With slight modifications, we can compute the smallest value that is in A but not in B (I’ll use only small values hence the use of 999 instead of INT_MAX):

int sum (Tab A, Tab B) {
  int C = 999;
  int I, J, F;
  for (I=0; I<A.len; I++) {
    F = 0;
    for (J=0; J<B.len; J++) {
      if (A.val[I] == B.val[J]) {
        F = 1;
        break;
      }
    }
    if ((!F) && A.val[I] < C) {
      C = A.val[I];
    }
  }
  return C;
}

It is easy to see that we can derive a range of similar algorithms that consist in searching all the values within an array, that belong (or not) to another array, and process each such value (by counting, summing, taking the min/max, etc.).

So we can define a parametric version of our algorithm:

// PARAM may swap A and B, or not
int FORALLIN (PARAM(Tab A,Tab B)) {
  int C = INIT; // initial value of C depends on the algorithm
  int I, J, F;
  for (I=0; I<A.len; I++) {
    F = FALSE; // we may use 0 or 1...
    for (J=0; J<B.len; J++) {
      if (A.val[I] == B.val[J]) {
        F = TRUE; // ..and here 1 or 0
        break;
      }
    }
    if (COND(F,C,A.val[I])) { // the condition depends on the algorithm...
      // ...as well as how each value is used
      PROCESS(C,A.val[I]);
    }
  }
  return C;
}

To generate instances of such a generic algorithm, I’ve developed module badass.p5 (Python-powered pre-pre-processor). To use it, first pip install not-so-badass. badass itself is a more general tool that I’ll use in next post to automatically assess C code for programming assessments. badass.p5 is a pre-processor that prepares code to be run through cpp, its goal is to process the generic parts of the code in order to avoid showing them to the students while preserving the cpp directives.

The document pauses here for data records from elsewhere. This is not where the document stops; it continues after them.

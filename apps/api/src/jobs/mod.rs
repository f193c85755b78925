// Job lifecycle: status machine, version history, dashboard reads.
// All persistence goes through the JobStore trait.

pub mod handlers;
pub mod stats;
pub mod status;
pub mod store;
pub mod transition;
pub mod versions;
//! User resource handlers.
//!
//! # Purpose and responsibility
//! Registration, self lookup, self deletion and profile edits. Every handler
//! here runs behind the request gate; the caller's [`Identity`] comes from the
//! request extensions the gate filled in.
//!
//! # Key invariants and assumptions
//! - A `role` field in a request body is never honoured.
//! - `PUT /api/v1/users/:userId` is allowed for every `user` by the
//!   permission table; the service rejects edits of another user's record.
use crate::api::error::{ApiError, api_precondition_failed};
use crate::api::json_body;
use crate::api::types::{ErrorResponse, UserCreateRequest, UserUpdateRequest};
use crate::app::AppState;
use crate::model::{User, UserProfile};
use axum::extract::rejection::JsonRejection;
use axum::extract::{Path, State};
use axum::http::StatusCode;
use axum::{Extension, Json};
use usergate_acl::Identity;

#[utoipa::path(
    get,
    path = "/api/v1/users/me",
    tag = "users",
    responses(
        (status = 200, description = "Authenticated user's profile", body = UserProfile),
        (status = 401, description = "Invalid token", body = ErrorResponse),
        (status = 403, description = "Forbidden", body = ErrorResponse),
        (status = 412, description = "User not found", body = ErrorResponse)
    )
)]
pub(crate) async fn get_me(
    State(state): State<AppState>,
    Extension(identity): Extension<Identity>,
) -> Result<Json<UserProfile>, ApiError> {
    let id = caller_id(&identity)?;
    let user = state.users.find_by_id(id).await?;
    Ok(Json(user.into()))
}

#[utoipa::path(
    delete,
    path = "/api/v1/users/me",
    tag = "users",
    responses(
        (status = 204, description = "User deleted"),
        (status = 401, description = "Invalid token", body = ErrorResponse),
        (status = 403, description = "Forbidden", body = ErrorResponse),
        (status = 412, description = "User not found", body = ErrorResponse)
    )
)]
pub(crate) async fn delete_me(
    State(state): State<AppState>,
    Extension(identity): Extension<Identity>,
) -> Result<StatusCode, ApiError> {
    let id = caller_id(&identity)?;
    state.users.destroy(id).await?;
    Ok(StatusCode::NO_CONTENT)
}

#[utoipa::path(
    post,
    path = "/api/v1/users",
    tag = "users",
    request_body = UserCreateRequest,
    responses(
        (status = 200, description = "Registered user", body = User),
        (status = 403, description = "Registration disabled", body = ErrorResponse),
        (status = 412, description = "Invalid or duplicate registration", body = ErrorResponse)
    )
)]
/// Register a new user.
///
/// # What it does
/// Validates the payload, hashes the password and stores the user with the
/// `user` role. The stored record, hash included, is returned.
pub(crate) async fn create_user(
    State(state): State<AppState>,
    body: Result<Json<UserCreateRequest>, JsonRejection>,
) -> Result<Json<User>, ApiError> {
    let request = json_body(body)?;
    let user = state.users.create(request.into()).await?;
    Ok(Json(user))
}

#[utoipa::path(
    put,
    path = "/api/v1/users/{userId}",
    tag = "users",
    params(("userId" = u64, Path, description = "Id of the user to edit; must be the caller")),
    request_body = UserUpdateRequest,
    responses(
        (status = 200, description = "Updated profile", body = UserProfile),
        (status = 401, description = "Invalid token", body = ErrorResponse),
        (status = 403, description = "Not the caller's record", body = ErrorResponse),
        (status = 412, description = "Invalid update", body = ErrorResponse)
    )
)]
pub(crate) async fn update_user(
    State(state): State<AppState>,
    Path(user_id): Path<String>,
    Extension(identity): Extension<Identity>,
    body: Result<Json<UserUpdateRequest>, JsonRejection>,
) -> Result<Json<UserProfile>, ApiError> {
    let id = user_id
        .parse::<u64>()
        .map_err(|_| api_precondition_failed(&format!("invalid user id: {user_id}")))?;
    let request = json_body(body)?;
    let profile = state.users.edit(id, request.into(), &identity).await?;
    Ok(Json(profile))
}

/// A `user` token always carries an id; a guest reaching these handlers
/// means the permission table is wrong.
fn caller_id(identity: &Identity) -> Result<u64, ApiError> {
    identity.user_id.ok_or_else(|| {
        tracing::warn!(role = %identity.role, "identity without user id reached a user handler");
        api_precondition_failed("no user bound to this request")
    })
}
//! User service layer.
//!
//! # Purpose
//! Holds the business rules handlers call once a request has passed the
//! gate: field validation, password hashing, ownership of `:userId` edits and
//! credential checks for token issuance.
//!
//! # Key invariants
//! - Passwords reach the store only as argon2 hashes.
//! - Every user created here gets the `user` role; callers cannot pick one.
//! - A user may only edit their own record.
use crate::store::StoreError;
use thiserror::Error;

pub mod password;
mod users;

pub use users::{ProfileChanges, Registration, UserService};

#[derive(Debug, Error)]
pub enum ServiceError {
    #[error("{0}")]
    Validation(String),
    #[error("{0}")]
    NotFound(String),
    #[error("{0}")]
    Conflict(String),
    #[error("{0}")]
    Forbidden(String),
    #[error("invalid email or password")]
    Credentials,
    #[error("user store failure")]
    Store(#[source] anyhow::Error),
}

pub type ServiceResult<T> = Result<T, ServiceError>;

impl From<StoreError> for ServiceError {
    fn from(err: StoreError) -> Self {
        match err {
            StoreError::NotFound(what) => ServiceError::NotFound(format!("{what} not found")),
            StoreError::Conflict(message) => ServiceError::Conflict(message),
            StoreError::Unexpected(err) => ServiceError::Store(err),
        }
    }
}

In particular, it allows to generate random identifiers, or random values for test variables.

I’ll show and comment excerpts of the source code that can be found here. First, we generate macro PARAM that will swap or not the parameters of the function.

//let swap = randint(0, 1)
//if swap
  //let PARAM(x,y) = "y, x"
//else
  //let PARAM(x,y) = "x, y"
//end if

This //let, //if, //else and //end if are C comments that are at the same time p5 directives, similar respectively to cpp’s #define, #if, #else, and #endif. The main difference is that expressions here are Python expressions. So we define a variable swap that is either 0 or 1, and, depending on its value, we define macro PARAM accordingly. (Note that we can indent these directives because the lines will completely disappear in the output.)

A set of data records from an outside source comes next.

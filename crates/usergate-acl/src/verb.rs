//! HTTP verbs as permission-table entries.
//!
//! # Purpose
//! Names the methods a [`crate::PermissionRule`] can grant, so rules and
//! lookups compare a closed enum rather than method strings.
//!
//! # Key invariants
//! - Parsing is case-insensitive; display is always uppercase.
//! - [`Verb::ALL`] lists every variant once.
use serde::{Deserialize, Serialize};

/// HTTP verb a permission rule grants.
///
/// Verbs parse case-insensitively so declarations can use either `get` or
/// `GET`; they always render upper-case.
#[derive(Debug, Clone, Copy, PartialEq, Eq, Hash, PartialOrd, Ord, Serialize, Deserialize)]
#[serde(rename_all = "lowercase")]
pub enum Verb {
    Get,
    Head,
    Post,
    Put,
    Patch,
    Delete,
    Options,
    Connect,
    Trace,
}

impl Verb {
    pub const ALL: [Verb; 9] = [
        Verb::Get,
        Verb::Head,
        Verb::Post,
        Verb::Put,
        Verb::Patch,
        Verb::Delete,
        Verb::Options,
        Verb::Connect,
        Verb::Trace,
    ];

    pub fn as_str(self) -> &'static str {
        match self {
            Verb::Get => "GET",
            Verb::Head => "HEAD",
            Verb::Post => "POST",
            Verb::Put => "PUT",
            Verb::Patch => "PATCH",
            Verb::Delete => "DELETE",
            Verb::Options => "OPTIONS",
            Verb::Connect => "CONNECT",
            Verb::Trace => "TRACE",
        }
    }
}

impl std::fmt::Display for Verb {
    fn fmt(&self, f: &mut std::fmt::Formatter<'_>) -> std::fmt::Result {
        f.write_str(self.as_str())
    }
}

impl std::str::FromStr for Verb {
    type Err = ();

    fn from_str(value: &str) -> Result<Self, Self::Err> {
        Verb::ALL
            .into_iter()
            .find(|verb| verb.as_str().eq_ignore_ascii_case(value))
            .ok_or(())
    }
}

Then, we chose what the algorithm shall do with the selected values, and chose INIT and PROCESS accordingly:

//let comp = choice("min", "max", "sum", "num")
//if comp == "min"
  //let INIT = 999
  //let PROCESS(c,v) = "c = v"
//else if comp == "max"
  //let INIT = 0
  //let PROCESS(c,v) = "c = v"
//else if comp == "sum"
  //let INIT = 0
  //let PROCESS(c,v) = "c += v"
//else if comp == "num"
  //let PROCESS(c,v) = "c++"
  //let INIT = 0
//end if

Now we chose the values for FALSE and TRUE:

//let FALSE = randint(0, 1)
//let TRUE = 1 - FALSE

We also chose whether the condition about F will be negated of not, and we define COND accordingly (choosing among equivalent conditions whenever possible):

//let NOT = randint(0, 1)
//if NOT
  //if comp == "min"
    //let COND(f,c,v) = choice("(!f) && (v < c)", "(!f) && (c > v)", "(v < c) && (!f)", "(c > v) && (!f)")
  //else if comp == "max"
    //let COND(f,c,v) = choice("(!f) && (c < v)", "(!f) && (v > c)", "(c < v) && (!f)", "(v > c) && (!f)")
  //else
    //let COND(f,c,v) = "!f"
  //end if
//else
  //if comp == "min"
    //let COND(f,c,v) = choice("f && (v < c)", "f && (c > v)", "(v < c) && f", "(c > v) && f")
  //else if comp == "max"
    //let COND(f,c,v) = choice("f && (c < v)", "f && (v > c)", "(c < v) && f", "(v > c) && f")
  //else
    //let COND(f,c,v) = "f"
  //end if
//end if

Finally, we compute a last value join that tells us whether we select from the intersection of the two arrays or their difference. This actually depends on FALSE and NOT as follows:

//let join = "sub" if FALSE ^ NOT else "and"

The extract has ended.